1918 sovereign debt crisis

In February 1918, shortly after the Bolsheviks seized power in the Russian Revolution, their Council of People's Commissars repudiated the sovereign debt and other financial obligations of Russia. This position shocked international finance and triggered unanimous condemnation by the governments of the great powers. The British, and especially the French, had lost millions of pounds of foreign investment in Russia.

Revolutionary Russia completely fell out of the world economy as a result of this development and sealed itself up in isolation, which would not be disturbed until large-scale hostilities broke out with other states during World War II.

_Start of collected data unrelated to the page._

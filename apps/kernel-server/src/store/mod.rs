// apps/kernel-server/src/store/mod.rs
// Purpose: Store trait (C1): the durable home for agents, tasks, messages,
// the office_state version counter, the activity log, and agent costs.
// Architecture: Persistence port
// Dependencies: async-trait, sqlx (postgres.rs), none (memory.rs)

pub mod memory;
pub mod postgres;

use crate::error::StoreError;
use crate::models::{
    Agent, AgentCost, AgentStatus, ActivityEntry, Message, Room, Task, TaskStatus,
};
use async_trait::async_trait;

/// The coherent read `get_full_state` returns: every entity it contains is
/// at least as fresh as the accompanying version (spec.md §4.1).
#[derive(Debug, Clone, Default)]
pub struct StoreSnapshot {
    pub agents: Vec<Agent>,
    pub messages: Vec<Message>,
    pub tasks: Vec<Task>,
}

/// Partial update applied to an agent by `PATCH /agents/{id}`.
#[derive(Debug, Clone, Default)]
pub struct AgentUpdate {
    pub room: Option<Room>,
    pub status: Option<AgentStatus>,
    pub current_task: Option<String>,
    pub thought_chain: Option<String>,
}

/// Fields needed to create a task (`POST /tasks`).
#[derive(Debug, Clone)]
pub struct NewTask {
    pub title: String,
    pub description: String,
    pub status: TaskStatus,
    pub priority: i32,
    pub created_by: String,
    pub assigned_agents: Vec<String>,
}

/// Fields needed to create a message (`POST /messages`).
#[derive(Debug, Clone)]
pub struct NewMessage {
    pub from_agent: String,
    pub to_agent: String,
    pub content: String,
    pub message_type: String,
}

/// Durable store for everything in spec.md §3. Implementors must:
/// - serialize writes to a single entity,
/// - make `bump_version` atomic on the singleton row,
/// - never fail a by-id read just because the id is absent (return `Ok(None)`).
#[async_trait]
pub trait Store: Send + Sync {
    /// Liveness check used by `GET /health`.
    async fn ping(&self) -> Result<(), StoreError>;

    async fn get_agent(&self, id: &str) -> Result<Option<Agent>, StoreError>;
    async fn list_agents(&self) -> Result<Vec<Agent>, StoreError>;
    async fn update_agent(
        &self,
        id: &str,
        update: AgentUpdate,
    ) -> Result<Option<Agent>, StoreError>;
    /// Bulk-sets `status`/`room` on every agent (`POST /state/override`).
    async fn override_agents(
        &self,
        status: Option<AgentStatus>,
        room: Option<Room>,
    ) -> Result<Vec<Agent>, StoreError>;
    /// Agents currently `Idle`, for the dispatcher's per-cycle snapshot.
    async fn list_idle_agents(&self) -> Result<Vec<Agent>, StoreError>;

    async fn get_task(&self, id: &str) -> Result<Option<Task>, StoreError>;
    async fn list_tasks(&self, agent_id: Option<&str>) -> Result<Vec<Task>, StoreError>;
    async fn create_task(&self, new_task: NewTask) -> Result<Task, StoreError>;
    async fn set_task_status(
        &self,
        id: &str,
        status: TaskStatus,
    ) -> Result<Option<Task>, StoreError>;
    /// Tasks assigned to `agent_id` sitting in `Backlog`, the dispatcher's
    /// drain candidates.
    async fn list_backlog_tasks(&self, agent_id: &str) -> Result<Vec<Task>, StoreError>;

    async fn list_messages(
        &self,
        limit: i64,
        agent_id: Option<&str>,
    ) -> Result<Vec<Message>, StoreError>;
    async fn create_message(&self, new_message: NewMessage) -> Result<Message, StoreError>;

    async fn list_activity(&self, limit: i64) -> Result<Vec<ActivityEntry>, StoreError>;
    async fn log_activity(
        &self,
        agent_id: &str,
        action: &str,
        details: serde_json::Value,
    ) -> Result<(), StoreError>;

    async fn get_costs(&self) -> Result<Vec<(String, AgentCost)>, StoreError>;

    /// Atomically sets `version := version + 1`. Idempotence is NOT
    /// guaranteed; callers invoke exactly once per mutation (spec.md §4.1).
    async fn bump_version(&self) -> Result<i64, StoreError>;
    async fn current_version(&self) -> Result<i64, StoreError>;

    /// Reads agents, recent messages (bounded), all tasks with assignees,
    /// and the current version in one logical read.
    async fn get_full_state(&self, messages_limit: i64) -> Result<(StoreSnapshot, i64), StoreError>;
}
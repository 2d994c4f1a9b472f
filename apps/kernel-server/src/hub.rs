// apps/kernel-server/src/hub.rs
// Purpose: Hub (C5): per-client send queues and broadcast with dead-client
// eviction. Grounded on the broadcaster pattern of keeping one bounded
// mpsc sender per client in a concurrent map and sweeping failures rather
// than blocking the broadcaster on a slow reader.
// Architecture: Fan-out core
// Dependencies: dashmap, tokio::sync::mpsc, futures

use dashmap::DashMap;
use futures::future::join_all;
use std::sync::atomic::{AtomicU64, Ordering};
use tokio::sync::mpsc;

pub type ClientId = u64;

/// Handed back to the connection handler on registration; the handler's
/// write pump drains `receiver` and feeds each item to the socket.
pub struct ClientHandle {
    pub id: ClientId,
    pub receiver: mpsc::Receiver<String>,
}

struct Client {
    sender: mpsc::Sender<String>,
}

/// Owns the set of connected client sessions. All operations go through
/// `DashMap`'s own sharded locking, so register/unregister/broadcast never
/// contend on one global mutex (spec.md §4.5 only requires that each
/// individually observe a consistent membership snapshot, not a single
/// serialized loop).
pub struct Hub {
    clients: DashMap<ClientId, Client>,
    next_id: AtomicU64,
    send_buffer: usize,
}

impl Hub {
    pub fn new(send_buffer: usize) -> Self {
        Hub {
            clients: DashMap::new(),
            next_id: AtomicU64::new(1),
            send_buffer,
        }
    }

    /// Admits a client into the broadcast set. Returns the queue the caller
    /// reads from to get outbound frames.
    pub fn register(&self) -> ClientHandle {
        let id = self.next_id.fetch_add(1, Ordering::Relaxed);
        let (sender, receiver) = mpsc::channel(self.send_buffer);
        self.clients.insert(id, Client { sender });
        tracing::debug!(client_id = id, "client registered");
        ClientHandle { id, receiver }
    }

    /// Removes a client and closes its send queue. Safe to call more than
    /// once for the same id; the second call is a no-op.
    pub fn unregister(&self, id: ClientId) {
        if self.clients.remove(&id).is_some() {
            tracing::debug!(client_id = id, "client unregistered");
        }
    }

    pub fn client_count(&self) -> usize {
        self.clients.len()
    }

    /// Enqueues `frame` on every client's bounded queue. A client whose
    /// queue is full or closed is dropped from the set immediately; there
    /// is no retry; the next heartbeat snapshot catches it up if it
    /// reconnects (spec.md §4.5, §4.7).
    pub async fn broadcast(&self, frame: String) {
        let targets: Vec<(ClientId, mpsc::Sender<String>)> = self
            .clients
            .iter()
            .map(|entry| (*entry.key(), entry.value().sender.clone()))
            .collect();

        let sends = targets.iter().map(|(id, sender)| {
            let frame = frame.clone();
            let sender = sender.clone();
            async move { (*id, sender.try_send(frame)) }
        });

        let results = join_all(sends).await;
        let mut dropped = 0u64;
        for (id, result) in results {
            if result.is_err() {
                self.clients.remove(&id);
                dropped += 1;
            }
        }
        if dropped > 0 {
            tracing::warn!(dropped_count = dropped, "evicted dead clients on broadcast");
        }
    }
}

#[cfg(test)]
mod tests {
    use super::*;

    #[tokio::test]
    async fn broadcast_reaches_every_registered_client() {
        let hub = Hub::new(8);
        let mut a = hub.register();
        let mut b = hub.register();

        hub.broadcast("hello".to_string()).await;

        assert_eq!(a.receiver.recv().await, Some("hello".to_string()));
        assert_eq!(b.receiver.recv().await, Some("hello".to_string()));
    }

    #[tokio::test]
    async fn unregister_removes_client_from_broadcast_set() {
        let hub = Hub::new(8);
        let handle = hub.register();
        hub.unregister(handle.id);
        assert_eq!(hub.client_count(), 0);
    }

    #[tokio::test]
    async fn full_queue_evicts_client_instead_of_blocking() {
        let hub = Hub::new(1);
        let mut handle = hub.register();

        hub.broadcast("first".to_string()).await;
        // Queue now holds "first" and is unread; the next broadcast
        // overflows a 1-slot queue and the client is dropped.
        hub.broadcast("second".to_string()).await;

        assert_eq!(hub.client_count(), 0);
        assert_eq!(handle.receiver.recv().await, Some("first".to_string()));
        assert_eq!(handle.receiver.recv().await, None);
    }
}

== From Tsarist Russia to the 1917 revolution ==

=== The Russian Empire ===

In the early 19th century, the Russian Empire turned to the public capital markets and, especially, foreign markets and foreign intermediaries, to regulate and stimulate the growth of its economy, financing its ambition and its development. The transformation from a feudal to a capitalist system proceeded little by little and required foreign investment. Until then, the Russian economy was mainly dominated by agricultural and local production and thus did not stimulate the creation of a national marketplace. Borrowing by the Russian government was important for both European and Russian domestic financial markets. It was the government's need to finance its budget deficit that stimulated the progress of the Russian financial system.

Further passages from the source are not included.